REQUIREMENT
In the entries below, find each line with the word "XyFlip" and pull it out.

[Extracted data entries]
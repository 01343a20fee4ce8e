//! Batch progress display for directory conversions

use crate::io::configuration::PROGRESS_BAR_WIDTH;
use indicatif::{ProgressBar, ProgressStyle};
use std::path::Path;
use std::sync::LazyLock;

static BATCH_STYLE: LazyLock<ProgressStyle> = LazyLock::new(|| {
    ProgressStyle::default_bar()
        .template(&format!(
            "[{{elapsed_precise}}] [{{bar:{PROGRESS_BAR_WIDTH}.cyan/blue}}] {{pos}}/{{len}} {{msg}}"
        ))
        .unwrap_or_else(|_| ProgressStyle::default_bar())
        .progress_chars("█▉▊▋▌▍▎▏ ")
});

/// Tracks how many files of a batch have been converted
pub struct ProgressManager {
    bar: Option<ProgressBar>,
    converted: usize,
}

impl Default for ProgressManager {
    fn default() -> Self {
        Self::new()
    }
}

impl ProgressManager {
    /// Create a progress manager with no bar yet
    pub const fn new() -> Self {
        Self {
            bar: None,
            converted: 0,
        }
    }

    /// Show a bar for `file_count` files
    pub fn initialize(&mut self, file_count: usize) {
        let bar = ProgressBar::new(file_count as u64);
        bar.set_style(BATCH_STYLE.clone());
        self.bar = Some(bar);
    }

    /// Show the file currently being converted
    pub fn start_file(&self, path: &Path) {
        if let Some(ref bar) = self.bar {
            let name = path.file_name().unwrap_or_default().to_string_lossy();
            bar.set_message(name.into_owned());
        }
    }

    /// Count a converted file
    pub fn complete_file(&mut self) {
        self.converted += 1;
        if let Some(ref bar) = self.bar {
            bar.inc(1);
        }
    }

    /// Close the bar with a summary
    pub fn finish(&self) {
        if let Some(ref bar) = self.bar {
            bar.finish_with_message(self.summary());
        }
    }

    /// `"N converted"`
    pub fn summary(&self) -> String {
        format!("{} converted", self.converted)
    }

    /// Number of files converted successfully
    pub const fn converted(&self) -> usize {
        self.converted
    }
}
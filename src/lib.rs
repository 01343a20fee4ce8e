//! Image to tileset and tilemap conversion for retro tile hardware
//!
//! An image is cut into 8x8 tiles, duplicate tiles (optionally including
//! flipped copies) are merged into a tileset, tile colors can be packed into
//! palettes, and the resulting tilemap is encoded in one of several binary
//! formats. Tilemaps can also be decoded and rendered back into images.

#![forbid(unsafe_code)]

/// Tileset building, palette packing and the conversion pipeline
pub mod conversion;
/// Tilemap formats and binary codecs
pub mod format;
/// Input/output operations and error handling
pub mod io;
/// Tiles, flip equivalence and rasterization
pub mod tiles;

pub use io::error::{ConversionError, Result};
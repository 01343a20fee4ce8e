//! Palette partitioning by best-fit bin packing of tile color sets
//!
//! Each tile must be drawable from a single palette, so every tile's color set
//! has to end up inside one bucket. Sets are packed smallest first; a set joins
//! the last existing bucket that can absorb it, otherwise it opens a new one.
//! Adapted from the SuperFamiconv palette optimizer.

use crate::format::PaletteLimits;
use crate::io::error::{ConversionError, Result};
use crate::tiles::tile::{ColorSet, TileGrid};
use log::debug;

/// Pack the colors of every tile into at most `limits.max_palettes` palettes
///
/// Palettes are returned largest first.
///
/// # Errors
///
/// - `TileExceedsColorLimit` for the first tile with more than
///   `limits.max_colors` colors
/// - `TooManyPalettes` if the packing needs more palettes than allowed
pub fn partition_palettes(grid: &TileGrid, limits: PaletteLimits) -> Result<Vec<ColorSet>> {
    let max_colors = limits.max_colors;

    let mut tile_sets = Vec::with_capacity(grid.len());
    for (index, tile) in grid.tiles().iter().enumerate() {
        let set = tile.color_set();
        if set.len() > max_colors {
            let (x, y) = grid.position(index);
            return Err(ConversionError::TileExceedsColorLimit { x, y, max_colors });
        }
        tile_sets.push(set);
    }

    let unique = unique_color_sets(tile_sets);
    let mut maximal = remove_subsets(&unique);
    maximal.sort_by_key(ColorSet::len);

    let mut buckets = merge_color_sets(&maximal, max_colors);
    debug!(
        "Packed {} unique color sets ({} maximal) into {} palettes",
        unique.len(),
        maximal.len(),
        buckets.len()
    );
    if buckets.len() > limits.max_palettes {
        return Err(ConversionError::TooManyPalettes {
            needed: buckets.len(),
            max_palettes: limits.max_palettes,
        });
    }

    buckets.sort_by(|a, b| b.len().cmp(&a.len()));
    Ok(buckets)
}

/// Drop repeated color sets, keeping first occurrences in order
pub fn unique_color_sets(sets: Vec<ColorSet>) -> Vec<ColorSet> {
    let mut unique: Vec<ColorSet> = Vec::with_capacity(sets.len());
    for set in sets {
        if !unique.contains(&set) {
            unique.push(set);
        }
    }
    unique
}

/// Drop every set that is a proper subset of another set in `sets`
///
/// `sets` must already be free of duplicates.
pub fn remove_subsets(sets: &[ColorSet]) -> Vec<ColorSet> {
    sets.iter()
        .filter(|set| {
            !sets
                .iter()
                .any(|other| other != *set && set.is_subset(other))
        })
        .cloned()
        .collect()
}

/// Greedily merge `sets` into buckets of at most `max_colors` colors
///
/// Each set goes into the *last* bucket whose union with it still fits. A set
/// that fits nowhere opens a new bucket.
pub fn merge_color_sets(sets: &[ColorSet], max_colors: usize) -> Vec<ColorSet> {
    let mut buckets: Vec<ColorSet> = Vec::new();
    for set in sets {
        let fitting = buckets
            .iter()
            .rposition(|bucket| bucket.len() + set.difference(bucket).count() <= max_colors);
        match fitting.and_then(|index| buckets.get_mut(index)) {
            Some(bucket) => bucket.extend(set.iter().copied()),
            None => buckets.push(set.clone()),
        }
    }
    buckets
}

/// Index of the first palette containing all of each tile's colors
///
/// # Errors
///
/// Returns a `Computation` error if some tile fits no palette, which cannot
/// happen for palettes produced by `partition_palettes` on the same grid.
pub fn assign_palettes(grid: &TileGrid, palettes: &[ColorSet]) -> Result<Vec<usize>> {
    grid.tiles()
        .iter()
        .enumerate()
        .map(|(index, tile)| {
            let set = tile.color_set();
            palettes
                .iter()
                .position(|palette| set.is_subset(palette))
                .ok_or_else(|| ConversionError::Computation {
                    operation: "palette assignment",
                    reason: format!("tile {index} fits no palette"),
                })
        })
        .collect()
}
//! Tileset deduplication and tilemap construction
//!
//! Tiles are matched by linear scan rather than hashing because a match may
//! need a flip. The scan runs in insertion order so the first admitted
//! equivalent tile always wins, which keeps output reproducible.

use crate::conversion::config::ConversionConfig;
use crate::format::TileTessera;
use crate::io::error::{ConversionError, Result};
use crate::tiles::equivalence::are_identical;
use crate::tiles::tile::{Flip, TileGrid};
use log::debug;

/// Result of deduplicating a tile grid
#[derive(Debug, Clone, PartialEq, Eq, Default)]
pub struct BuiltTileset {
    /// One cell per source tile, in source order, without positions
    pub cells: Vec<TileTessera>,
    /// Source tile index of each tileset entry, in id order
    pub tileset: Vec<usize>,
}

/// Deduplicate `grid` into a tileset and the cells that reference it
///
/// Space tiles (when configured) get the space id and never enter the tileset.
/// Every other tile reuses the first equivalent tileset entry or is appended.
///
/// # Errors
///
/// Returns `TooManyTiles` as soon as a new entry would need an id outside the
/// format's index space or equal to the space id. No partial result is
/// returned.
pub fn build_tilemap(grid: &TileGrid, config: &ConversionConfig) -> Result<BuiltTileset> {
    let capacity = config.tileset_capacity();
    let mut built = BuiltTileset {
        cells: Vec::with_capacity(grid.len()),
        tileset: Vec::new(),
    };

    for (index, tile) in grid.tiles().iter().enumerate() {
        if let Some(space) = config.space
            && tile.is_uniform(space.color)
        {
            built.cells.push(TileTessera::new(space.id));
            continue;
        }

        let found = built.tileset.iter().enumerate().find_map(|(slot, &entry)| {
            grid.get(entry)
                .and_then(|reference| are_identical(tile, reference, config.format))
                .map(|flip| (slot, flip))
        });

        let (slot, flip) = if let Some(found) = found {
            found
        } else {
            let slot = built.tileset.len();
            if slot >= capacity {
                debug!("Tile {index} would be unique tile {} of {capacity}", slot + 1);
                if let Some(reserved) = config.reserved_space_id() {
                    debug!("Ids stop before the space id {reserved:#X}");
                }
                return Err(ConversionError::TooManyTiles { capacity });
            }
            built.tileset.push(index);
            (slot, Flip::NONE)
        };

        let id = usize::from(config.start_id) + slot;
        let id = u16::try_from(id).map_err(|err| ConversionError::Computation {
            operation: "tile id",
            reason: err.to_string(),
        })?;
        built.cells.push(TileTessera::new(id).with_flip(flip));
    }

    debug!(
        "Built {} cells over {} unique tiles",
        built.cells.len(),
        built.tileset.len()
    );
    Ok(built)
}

* * *

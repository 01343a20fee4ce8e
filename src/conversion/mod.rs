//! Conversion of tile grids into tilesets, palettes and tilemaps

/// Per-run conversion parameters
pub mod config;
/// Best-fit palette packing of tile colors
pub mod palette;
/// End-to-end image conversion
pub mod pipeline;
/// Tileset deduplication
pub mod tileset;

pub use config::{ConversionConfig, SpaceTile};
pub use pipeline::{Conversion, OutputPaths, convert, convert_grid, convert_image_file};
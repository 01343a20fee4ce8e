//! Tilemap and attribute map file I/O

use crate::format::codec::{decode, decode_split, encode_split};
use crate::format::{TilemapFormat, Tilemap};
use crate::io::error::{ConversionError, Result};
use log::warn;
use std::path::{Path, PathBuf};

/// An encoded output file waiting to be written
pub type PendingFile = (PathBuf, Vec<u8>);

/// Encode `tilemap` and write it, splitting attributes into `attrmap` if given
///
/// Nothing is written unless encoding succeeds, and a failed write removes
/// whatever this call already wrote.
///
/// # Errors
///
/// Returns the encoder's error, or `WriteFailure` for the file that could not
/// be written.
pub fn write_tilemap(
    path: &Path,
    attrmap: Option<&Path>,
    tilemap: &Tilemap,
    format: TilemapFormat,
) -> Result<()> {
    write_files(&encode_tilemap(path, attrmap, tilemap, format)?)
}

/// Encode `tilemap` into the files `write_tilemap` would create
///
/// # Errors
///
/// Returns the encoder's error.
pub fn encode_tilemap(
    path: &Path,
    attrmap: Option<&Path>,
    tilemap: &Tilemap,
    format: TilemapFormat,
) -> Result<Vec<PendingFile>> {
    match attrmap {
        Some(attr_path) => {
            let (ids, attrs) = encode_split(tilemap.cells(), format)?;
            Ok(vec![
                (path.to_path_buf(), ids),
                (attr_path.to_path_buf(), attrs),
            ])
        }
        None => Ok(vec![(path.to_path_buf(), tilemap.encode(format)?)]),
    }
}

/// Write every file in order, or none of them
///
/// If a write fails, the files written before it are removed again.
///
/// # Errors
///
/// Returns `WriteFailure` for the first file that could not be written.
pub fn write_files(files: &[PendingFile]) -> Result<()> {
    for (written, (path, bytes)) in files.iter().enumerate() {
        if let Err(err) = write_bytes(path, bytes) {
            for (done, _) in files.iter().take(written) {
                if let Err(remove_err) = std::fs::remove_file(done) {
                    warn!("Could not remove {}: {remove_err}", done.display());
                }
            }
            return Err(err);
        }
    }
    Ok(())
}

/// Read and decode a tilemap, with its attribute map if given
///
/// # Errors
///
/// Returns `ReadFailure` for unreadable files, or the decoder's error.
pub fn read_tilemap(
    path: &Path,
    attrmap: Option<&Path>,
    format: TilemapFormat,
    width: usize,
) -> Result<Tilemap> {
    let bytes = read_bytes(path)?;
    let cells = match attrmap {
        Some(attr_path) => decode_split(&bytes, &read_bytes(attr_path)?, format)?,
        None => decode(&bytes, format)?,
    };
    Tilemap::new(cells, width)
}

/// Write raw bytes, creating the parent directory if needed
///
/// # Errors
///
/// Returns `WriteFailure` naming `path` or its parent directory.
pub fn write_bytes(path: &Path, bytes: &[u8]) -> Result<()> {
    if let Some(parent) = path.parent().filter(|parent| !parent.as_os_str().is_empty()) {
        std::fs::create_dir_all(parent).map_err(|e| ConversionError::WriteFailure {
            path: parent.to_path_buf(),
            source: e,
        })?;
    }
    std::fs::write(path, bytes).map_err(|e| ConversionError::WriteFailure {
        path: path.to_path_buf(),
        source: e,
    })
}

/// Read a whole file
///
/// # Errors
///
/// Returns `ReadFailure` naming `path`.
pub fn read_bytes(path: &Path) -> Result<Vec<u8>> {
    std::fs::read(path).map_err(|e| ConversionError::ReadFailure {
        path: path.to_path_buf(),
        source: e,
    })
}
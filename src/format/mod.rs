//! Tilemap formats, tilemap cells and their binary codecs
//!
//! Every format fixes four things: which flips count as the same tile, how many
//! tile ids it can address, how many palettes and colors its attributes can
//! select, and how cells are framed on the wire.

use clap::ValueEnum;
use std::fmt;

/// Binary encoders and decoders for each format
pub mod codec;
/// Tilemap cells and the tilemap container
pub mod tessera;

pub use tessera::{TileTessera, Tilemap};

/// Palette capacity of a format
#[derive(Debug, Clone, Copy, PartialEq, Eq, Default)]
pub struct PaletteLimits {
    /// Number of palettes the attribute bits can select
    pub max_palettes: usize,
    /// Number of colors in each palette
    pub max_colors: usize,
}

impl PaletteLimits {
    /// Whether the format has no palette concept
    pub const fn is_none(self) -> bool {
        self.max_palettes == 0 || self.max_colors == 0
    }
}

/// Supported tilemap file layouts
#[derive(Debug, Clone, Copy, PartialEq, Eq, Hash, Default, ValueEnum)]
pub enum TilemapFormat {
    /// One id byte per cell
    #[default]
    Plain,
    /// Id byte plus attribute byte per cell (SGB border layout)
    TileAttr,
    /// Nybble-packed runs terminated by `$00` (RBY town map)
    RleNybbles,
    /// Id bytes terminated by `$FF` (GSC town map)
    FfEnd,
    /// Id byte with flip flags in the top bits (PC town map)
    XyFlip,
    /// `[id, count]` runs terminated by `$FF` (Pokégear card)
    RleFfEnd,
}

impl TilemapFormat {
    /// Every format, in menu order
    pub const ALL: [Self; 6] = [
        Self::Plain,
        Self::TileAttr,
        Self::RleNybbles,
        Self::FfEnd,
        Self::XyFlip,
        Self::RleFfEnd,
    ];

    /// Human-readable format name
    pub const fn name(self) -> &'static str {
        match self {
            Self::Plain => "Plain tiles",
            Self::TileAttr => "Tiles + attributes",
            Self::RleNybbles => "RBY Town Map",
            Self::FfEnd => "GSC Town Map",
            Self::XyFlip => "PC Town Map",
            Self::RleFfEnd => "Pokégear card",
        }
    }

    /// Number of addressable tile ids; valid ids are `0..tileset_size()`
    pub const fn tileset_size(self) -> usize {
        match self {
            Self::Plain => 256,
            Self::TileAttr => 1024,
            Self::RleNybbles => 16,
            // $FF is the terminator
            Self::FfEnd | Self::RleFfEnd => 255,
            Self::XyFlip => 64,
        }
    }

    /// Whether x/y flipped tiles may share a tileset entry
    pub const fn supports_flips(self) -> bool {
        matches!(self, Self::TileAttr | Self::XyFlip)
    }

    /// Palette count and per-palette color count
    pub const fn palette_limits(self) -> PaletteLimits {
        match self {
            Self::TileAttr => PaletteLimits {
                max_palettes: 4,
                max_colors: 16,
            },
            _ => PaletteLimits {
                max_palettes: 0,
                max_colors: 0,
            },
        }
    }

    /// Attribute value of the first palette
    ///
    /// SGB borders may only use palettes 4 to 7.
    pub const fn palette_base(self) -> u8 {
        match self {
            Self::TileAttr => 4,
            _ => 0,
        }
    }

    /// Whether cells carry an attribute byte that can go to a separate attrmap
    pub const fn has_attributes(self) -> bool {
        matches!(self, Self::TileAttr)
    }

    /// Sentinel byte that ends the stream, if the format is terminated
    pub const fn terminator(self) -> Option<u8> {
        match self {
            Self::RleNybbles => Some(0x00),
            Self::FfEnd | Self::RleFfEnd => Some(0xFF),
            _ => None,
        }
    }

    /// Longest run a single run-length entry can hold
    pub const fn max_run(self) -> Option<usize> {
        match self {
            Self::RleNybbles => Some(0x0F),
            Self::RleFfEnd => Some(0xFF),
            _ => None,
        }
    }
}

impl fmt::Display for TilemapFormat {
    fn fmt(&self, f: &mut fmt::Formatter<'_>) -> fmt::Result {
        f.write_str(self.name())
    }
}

...

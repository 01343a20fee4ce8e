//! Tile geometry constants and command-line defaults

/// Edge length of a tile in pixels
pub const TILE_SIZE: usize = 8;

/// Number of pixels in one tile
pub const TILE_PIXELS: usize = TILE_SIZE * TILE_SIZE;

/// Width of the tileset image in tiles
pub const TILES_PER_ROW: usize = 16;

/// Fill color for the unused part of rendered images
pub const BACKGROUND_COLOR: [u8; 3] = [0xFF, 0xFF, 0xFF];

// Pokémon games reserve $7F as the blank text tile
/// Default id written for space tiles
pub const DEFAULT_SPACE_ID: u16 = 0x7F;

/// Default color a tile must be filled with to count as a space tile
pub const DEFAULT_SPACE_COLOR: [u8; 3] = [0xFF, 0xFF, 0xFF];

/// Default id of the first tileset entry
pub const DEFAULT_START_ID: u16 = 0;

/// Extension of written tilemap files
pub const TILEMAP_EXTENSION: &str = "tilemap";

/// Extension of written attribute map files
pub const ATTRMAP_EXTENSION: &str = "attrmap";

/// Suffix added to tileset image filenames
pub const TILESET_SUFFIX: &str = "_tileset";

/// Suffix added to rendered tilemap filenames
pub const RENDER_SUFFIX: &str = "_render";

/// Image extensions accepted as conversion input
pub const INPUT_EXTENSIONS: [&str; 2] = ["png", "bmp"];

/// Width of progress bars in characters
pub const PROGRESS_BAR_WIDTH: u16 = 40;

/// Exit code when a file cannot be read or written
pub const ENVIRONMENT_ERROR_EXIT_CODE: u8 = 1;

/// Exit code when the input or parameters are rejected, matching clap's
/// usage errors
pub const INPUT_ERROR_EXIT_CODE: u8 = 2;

PROBLEM SOLUTION
    XyFlip,
        Self::XyFlip,
            Self::XyFlip => "PC Town Map",
            Self::XyFlip => 64,
        matches!(self, Self::TileAttr | Self::XyFlip)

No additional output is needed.